Crow worked on an array of projects in his illustrious career beginning in the Trinity Industrial District. The $2.5 Million Market Hall, which today contains 214,000 sf is the largest privately-owned exhibition hall in the US.

The Dallas Decorative Center (now the Design District) was the first of its kind in the world to serve decorators and the design trade. It opened formally on September 5, 1955, a year before the birth of Bradford’s own CEO Kevin Santaularia.

On opening day, the design center only had 13 tenants. Crow’s deals ranged from his many small Dallas warehouses to the $300 Million Embarcadero in San Francisco or Peachtree Center in Atlanta.

Success is not final, failure is not fatal: it is the courage to continue that counts

Despite his great success, he wasn’t without his failures. His failed venture at a construction startup led him to believe there’s no business in which one takes so many risks for so few prospective rewards as in construction.

Contractors may serve as scapegoats for all that can go wrong. Highly leveraged, at one-point Crow owed $155 Million in debt and was responsible for another $433 Million, requiring him and his partners to sell many of the properties in their portfolio to liquidate that debt.

Building Relationships and Trust

He built over 12 million square feet of warehouse space in Dallas without ever having a written contract. This informal, person-to-person approach where trust begets trust resulted in a level of certainty and confidence between Crow and his clients.

As opposed to commercial development, residential development typically begins with an idea of who will rent but with no actual customers insight. But Crow knew who he wanted as renters and had a good idea of their needs, the competition, and just how much he could charge.

The core of his operations was the warehouse. He organized a company that would operate a public warehousing business. He received goods from others, stored them, and shipped them out as directed by the owner, usually the company that manufactured the goods.
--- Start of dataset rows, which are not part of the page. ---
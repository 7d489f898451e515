//! Record types exchanged between pipeline components.
//!
//! `FeatureRecord` is the persisted unit (one per entity per analysis
//! date); everything else is ephemeral run state. All types are plain
//! serializable data so units of work can receive them by value.

use chrono::{DateTime, NaiveDate, Utc};
use serde::{Deserialize, Serialize};
use std::collections::HashMap;
use std::fmt;

/// Scope of a single pipeline run. Created once, immutable afterwards.
#[derive(Debug, Clone, Serialize, Deserialize)]
pub struct AnalysisScope {
    /// What kind of entity this run processes (currently always "player").
    pub entity_type: String,
    /// The date the features describe.
    pub analysis_date: NaiveDate,
    /// Season the date falls in (year the season started).
    pub season_year: i32,
    /// True when too little of the season has elapsed to demand full windows.
    pub is_bootstrap: bool,
    /// True within the first weeks of a season.
    pub is_season_boundary: bool,
}

impl AnalysisScope {
    pub fn new(analysis_date: NaiveDate, season_year: i32) -> Self {
        Self {
            entity_type: "player".to_string(),
            analysis_date,
            season_year,
            is_bootstrap: false,
            is_season_boundary: false,
        }
    }

    /// Whether soft completeness gates may be overridden this run.
    pub fn completeness_override(&self) -> bool {
        self.is_bootstrap || self.is_season_boundary
    }
}

/// Freshness audit for one upstream source, attached to the output record.
#[derive(Debug, Clone, PartialEq, Serialize, Deserialize)]
pub struct SourceSnapshot {
    pub rows_found: u32,
    pub last_updated: Option<NaiveDate>,
    pub completeness_pct: f64,
}

impl SourceSnapshot {
    /// Empty snapshot for a source with no rows at all.
    pub fn absent() -> Self {
        Self {
            rows_found: 0,
            last_updated: None,
            completeness_pct: 0.0,
        }
    }

    /// Days between the freshest row and the analysis date. `None` when
    /// the source never produced a row for this entity.
    pub fn staleness_days(&self, analysis_date: NaiveDate) -> Option<i64> {
        self.last_updated
            .map(|updated| (analysis_date - updated).num_days().max(0))
    }
}

/// How a completeness window measures its lookback.
#[derive(Debug, Clone, Copy, PartialEq, Eq, Serialize, Deserialize)]
#[serde(rename_all = "snake_case")]
pub enum WindowKind {
    /// Last N recorded events.
    Count,
    /// Last N elapsed days. Subject to gap widening.
    Days,
}

/// One evaluated completeness window. Recomputed every run, never
/// persisted on its own.
#[derive(Debug, Clone, Serialize, Deserialize)]
pub struct CompletenessWindow {
    pub name: String,
    pub kind: WindowKind,
    /// Effective size after any gap widening.
    pub size: u32,
    pub expected_count: u32,
    pub actual_count: u32,
    pub completeness_pct: f64,
    pub missing_count: u32,
    pub is_production_ready: bool,
}

impl CompletenessWindow {
    /// Window marked not-ready because its lookup failed.
    pub fn degraded(name: impl Into<String>, kind: WindowKind, size: u32) -> Self {
        Self {
            name: name.into(),
            kind,
            size,
            expected_count: 0,
            actual_count: 0,
            completeness_pct: 0.0,
            missing_count: 0,
            is_production_ready: false,
        }
    }
}

/// Resolution tier a feature value came from.
#[derive(Debug, Clone, Copy, PartialEq, Eq, Hash, Serialize, Deserialize)]
#[serde(rename_all = "snake_case")]
pub enum SourceTier {
    /// Preferred upstream source, fresh enough per its spec.
    Primary,
    /// Coarser fallback source.
    Secondary,
    /// Derived on the fly from other data.
    Computed,
    /// Configured static default.
    Default,
    /// Defaulted because a no-fallback upstream source had no row.
    /// Usually signals an upstream gap rather than a missing entity.
    DefaultUpstreamGap,
}

impl SourceTier {
    pub fn as_str(&self) -> &'static str {
        match self {
            SourceTier::Primary => "primary",
            SourceTier::Secondary => "secondary",
            SourceTier::Computed => "computed",
            SourceTier::Default => "default",
            SourceTier::DefaultUpstreamGap => "default_upstream_gap",
        }
    }

    /// Both default variants weigh and report the same for scoring.
    pub fn is_default(&self) -> bool {
        matches!(self, SourceTier::Default | SourceTier::DefaultUpstreamGap)
    }
}

impl fmt::Display for SourceTier {
    fn fmt(&self, f: &mut fmt::Formatter<'_>) -> fmt::Result {
        write!(f, "{}", self.as_str())
    }
}

/// One resolved output field with the tier that produced it.
#[derive(Debug, Clone, PartialEq, Serialize, Deserialize)]
pub struct FeatureValue {
    pub field: String,
    pub value: Option<f64>,
    pub tier: SourceTier,
}

impl FeatureValue {
    pub fn new(field: impl Into<String>, value: Option<f64>, tier: SourceTier) -> Self {
        Self {
            field: field.into(),
            value,
            tier,
        }
    }
}

/// Coarse quality label derived from the tier mix. Downstream trust
/// decisions key off this label, not the raw score.
#[derive(Debug, Clone, Copy, PartialEq, Eq, Serialize, Deserialize)]
#[serde(rename_all = "snake_case")]
pub enum QualityTier {
    Primary,
    PrimaryPartial,
    Secondary,
    Mixed,
    Unknown,
}

impl QualityTier {
    pub fn as_str(&self) -> &'static str {
        match self {
            QualityTier::Primary => "primary",
            QualityTier::PrimaryPartial => "primary_partial",
            QualityTier::Secondary => "secondary",
            QualityTier::Mixed => "mixed",
            QualityTier::Unknown => "unknown",
        }
    }
}

impl fmt::Display for QualityTier {
    fn fmt(&self, f: &mut fmt::Formatter<'_>) -> fmt::Result {
        write!(f, "{}", self.as_str())
    }
}

/// Latest breaker state for an (entity, date) key, read from the ledger.
#[derive(Debug, Clone, Copy, PartialEq, Serialize, Deserialize)]
pub struct BreakerState {
    pub attempt_number: u32,
    pub tripped: bool,
    pub tripped_until: Option<DateTime<Utc>>,
}

impl BreakerState {
    /// State for a key with no ledger rows yet.
    pub fn fresh() -> Self {
        Self {
            attempt_number: 0,
            tripped: false,
            tripped_until: None,
        }
    }

    /// Whether the lockout is active at `now`. An expired lockout reads
    /// as clear; the ledger itself is never rewritten.
    pub fn is_locked_out(&self, now: DateTime<Utc>) -> bool {
        match (self.tripped, self.tripped_until) {
            (true, Some(until)) => now < until,
            _ => false,
        }
    }
}

impl Default for BreakerState {
    fn default() -> Self {
        Self::fresh()
    }
}

/// Append-only breaker ledger row. Current state for a key is the row
/// with the highest attempt_number.
#[derive(Debug, Clone, Serialize, Deserialize)]
pub struct CircuitBreakerRecord {
    pub processor: String,
    pub entity_id: String,
    pub analysis_date: NaiveDate,
    pub attempt_number: u32,
    pub tripped: bool,
    pub tripped_until: Option<DateTime<Utc>>,
    pub recorded_at: DateTime<Utc>,
}

/// Why an entity was skipped this run.
#[derive(Debug, Clone, Copy, PartialEq, Eq, Hash, Serialize, Deserialize)]
#[serde(rename_all = "SCREAMING_SNAKE_CASE")]
pub enum SkipCategory {
    /// Below the absolute minimum sample floor. Hard skip.
    InsufficientData,
    /// Own completeness windows not production-ready. Retryable.
    IncompleteData,
    /// A critical upstream pipeline is incomplete. Retryable.
    UpstreamIncomplete,
    /// Breaker lockout active; completeness was not re-evaluated.
    CircuitBreakerActive,
    /// Unexpected failure inside the unit of work. Always investigated.
    ProcessingError,
}

impl SkipCategory {
    pub fn as_str(&self) -> &'static str {
        match self {
            SkipCategory::InsufficientData => "INSUFFICIENT_DATA",
            SkipCategory::IncompleteData => "INCOMPLETE_DATA",
            SkipCategory::UpstreamIncomplete => "UPSTREAM_INCOMPLETE",
            SkipCategory::CircuitBreakerActive => "CIRCUIT_BREAKER_ACTIVE",
            SkipCategory::ProcessingError => "PROCESSING_ERROR",
        }
    }

    /// Whether a later run can reasonably expect a different outcome
    /// without operator intervention.
    pub fn retryable(&self) -> bool {
        match self {
            SkipCategory::InsufficientData => true,
            SkipCategory::IncompleteData => true,
            SkipCategory::UpstreamIncomplete => true,
            SkipCategory::CircuitBreakerActive => false,
            SkipCategory::ProcessingError => false,
        }
    }

    /// Whether this skip counts toward the circuit breaker.
    pub fn counts_toward_breaker(&self) -> bool {
        matches!(
            self,
            SkipCategory::IncompleteData | SkipCategory::UpstreamIncomplete
        )
    }
}

impl fmt::Display for SkipCategory {
    fn fmt(&self, f: &mut fmt::Formatter<'_>) -> fmt::Result {
        write!(f, "{}", self.as_str())
    }
}

/// Outcome of processing one entity.
#[derive(Debug, Clone, Serialize, Deserialize)]
pub enum ProcessOutcome {
    Success(Box<FeatureRecord>),
    Skipped {
        category: SkipCategory,
        reason: String,
        retryable: bool,
    },
}

impl ProcessOutcome {
    pub fn skipped(category: SkipCategory, reason: impl Into<String>) -> Self {
        ProcessOutcome::Skipped {
            category,
            reason: reason.into(),
            retryable: category.retryable(),
        }
    }

    pub fn is_success(&self) -> bool {
        matches!(self, ProcessOutcome::Success(_))
    }

    pub fn skip_category(&self) -> Option<SkipCategory> {
        match self {
            ProcessOutcome::Skipped { category, .. } => Some(*category),
            ProcessOutcome::Success(_) => None,
        }
    }
}

/// The persisted feature record. One live row per (entity, date);
/// re-runs overwrite via delete-then-insert unless the content hash
/// says nothing changed.
#[derive(Debug, Clone, Serialize, Deserialize)]
pub struct FeatureRecord {
    pub entity_id: String,
    /// League-wide identifier when known (e.g. the official player id).
    pub universal_id: Option<String>,
    pub analysis_date: NaiveDate,
    pub values: Vec<FeatureValue>,
    pub quality_score: f64,
    pub quality_tier: QualityTier,
    pub windows: Vec<CompletenessWindow>,
    pub source_snapshots: HashMap<String, SourceSnapshot>,
    pub breaker_state: BreakerState,
    pub is_production_ready: bool,
    pub content_hash: String,
    pub computed_at: DateTime<Utc>,
}

impl FeatureRecord {
    pub fn value(&self, field: &str) -> Option<f64> {
        self.values
            .iter()
            .find(|v| v.field == field)
            .and_then(|v| v.value)
    }

    pub fn tier(&self, field: &str) -> Option<SourceTier> {
        self.values.iter().find(|v| v.field == field).map(|v| v.tier)
    }
}

/// Per-run totals by outcome. Emitted for monitoring, never persisted.
#[derive(Debug, Clone, Default, Serialize, Deserialize)]
pub struct RunSummary {
    pub total: usize,
    pub succeeded: usize,
    pub failed_by_category: HashMap<SkipCategory, usize>,
    pub rows_written: u64,
    pub rows_failed: u64,
    pub batches_written: u32,
    pub batches_failed: u32,
    pub write_skipped_unchanged: bool,
    pub duration_ms: u64,
}

impl RunSummary {
    pub fn record_outcome(&mut self, outcome: &ProcessOutcome) {
        self.total += 1;
        match outcome.skip_category() {
            None => self.succeeded += 1,
            Some(category) => {
                *self.failed_by_category.entry(category).or_insert(0) += 1;
            }
        }
    }

    pub fn skipped(&self) -> usize {
        self.total - self.succeeded
    }

    /// Count for one category, 0 when absent.
    pub fn category_count(&self, category: SkipCategory) -> usize {
        self.failed_by_category.get(&category).copied().unwrap_or(0)
    }

    /// PROCESSING_ERROR is the only category that always warrants a look.
    pub fn needs_investigation(&self) -> bool {
        self.category_count(SkipCategory::ProcessingError) > 0
    }
}

impl fmt::Display for RunSummary {
    fn fmt(&self, f: &mut fmt::Formatter<'_>) -> fmt::Result {
        writeln!(
            f,
            "processed {} entities: {} succeeded, {} skipped ({} ms)",
            self.total,
            self.succeeded,
            self.skipped(),
            self.duration_ms
        )?;
        let mut categories: Vec<_> = self.failed_by_category.iter().collect();
        categories.sort_by_key(|(cat, _)| cat.as_str());
        for (category, count) in categories {
            writeln!(f, "  {}: {}", category.as_str(), count)?;
        }
        write!(
            f,
            "wrote {} rows in {} batches ({} rows / {} batches failed)",
            self.rows_written, self.batches_written, self.rows_failed, self.batches_failed
        )
    }
}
Trammell Crow found a method of operation that ideally suited his business and personality. He kept track of deals through his keen memory, although the scarcity of written contracts presented bewildering difficulties for his associates later. The cryptic Crow preferred to cultivate an aura of enigma and lack of publicity. He wanted to be known as a “mystery man.”

Trammell Crow loved what he did. He believed that no company or organization is stronger than its people. With bringing on young new leasing agents, Crow looked for 2 characteristics - brains and character. When Crow built a warehouse in 1948, he had brains, character, and a willingness to work hard. Chasing experience rather than money, he learned to sacrifice rewards in the present for greater ones in the future.